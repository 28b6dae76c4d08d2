//! One button stream fed by two devices, one per hand

use crate::controller::{ButtonEvent, ButtonSource, SourceError};
use tokio::sync::mpsc;
use tokio_util::sync::CancellationToken;
use tracing::{debug, info, warn};

type Message = Result<ButtonEvent, SourceError>;

/// Fans two [`ButtonSource`]s into one
///
/// Each inner source is read on its own task. Events of one device keep their
/// order; the interleaving between devices is whatever arrives first.
pub struct MergedSource {
    receiver: mpsc::Receiver<Message>,
    cancel: CancellationToken,
}

impl MergedSource {
    pub fn spawn<L, R>(left: L, right: R) -> Self
    where
        L: ButtonSource,
        R: ButtonSource,
    {
        let (sender, receiver) = mpsc::channel(1);
        let cancel = CancellationToken::new();

        tokio::spawn(produce("left", left, sender.clone(), cancel.clone()));
        tokio::spawn(produce("right", right, sender, cancel.clone()));
        info!("Merged source started with two producers");

        Self { receiver, cancel }
    }
}

impl ButtonSource for MergedSource {
    async fn read_event(&mut self) -> Result<ButtonEvent, SourceError> {
        self.receiver.recv().await.unwrap_or(Err(SourceError::Closed))
    }

    fn close(&mut self) {
        self.cancel.cancel();
        self.receiver.close();
    }
}

impl Drop for MergedSource {
    fn drop(&mut self) {
        self.cancel.cancel();
    }
}

async fn produce<S: ButtonSource>(
    side: &'static str,
    mut source: S,
    sender: mpsc::Sender<Message>,
    cancel: CancellationToken,
) {
    debug!("Producer {} running", side);

    loop {
        let result = tokio::select! {
            biased;
            _ = cancel.cancelled() => break,
            result = source.read_event() => result,
        };

        let fatal = matches!(&result, Err(e) if !e.is_unbound());
        if fatal {
            warn!("Producer {} stopping after error", side);
        }

        let sent = tokio::select! {
            biased;
            _ = cancel.cancelled() => break,
            sent = sender.send(result) => sent,
        };
        if sent.is_err() || fatal {
            break;
        }
    }

    source.close();
    debug!("Producer {} finished", side);
}
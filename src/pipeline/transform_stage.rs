use crate::chord::{ChordMachine, ChordModel};
use crate::controller::ButtonEvent;
use crate::pipeline::{report_upstream_closure, ErrorSlot, StageError};
use tokio::sync::mpsc;
use tokio_util::sync::CancellationToken;
use tracing::{debug, info};

/// Applies button events to the chord machine in arrival order and forwards
/// each model that differs from the previous one
pub async fn run_transform_stage(
    mut machine: ChordMachine,
    mut receiver: mpsc::Receiver<ButtonEvent>,
    sender: mpsc::Sender<ChordModel>,
    scope: CancellationToken,
    upstream: ErrorSlot,
    slot: ErrorSlot,
) {
    info!("Transform stage started");

    loop {
        let received = tokio::select! {
            biased;
            _ = scope.cancelled() => {
                slot.record(StageError::Cancelled);
                break;
            }
            received = receiver.recv() => received,
        };

        let Some(event) = received else {
            report_upstream_closure(slot.stage(), &upstream);
            break;
        };

        let Some(model) = machine.apply(&event) else {
            continue;
        };

        let sent = tokio::select! {
            biased;
            _ = scope.cancelled() => {
                slot.record(StageError::Cancelled);
                break;
            }
            sent = sender.send(model) => sent,
        };
        if sent.is_err() {
            slot.record(StageError::DownstreamClosed);
            scope.cancel();
            break;
        }
    }

    let model = machine.model();
    if !model.is_idle() {
        debug!(
            "Dropping unfinished chord keys={} build={}",
            model.keys, model.build
        );
    }
    info!("Transform stage finished");
}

□ □ □ □ □ □ □

◆ **YOUR INSTRUCTIONS**
Count lines, not occurrences: report how many lines in the entries above include the word "order", as a number alone.

◆ **WRITTEN RESPONSE**
2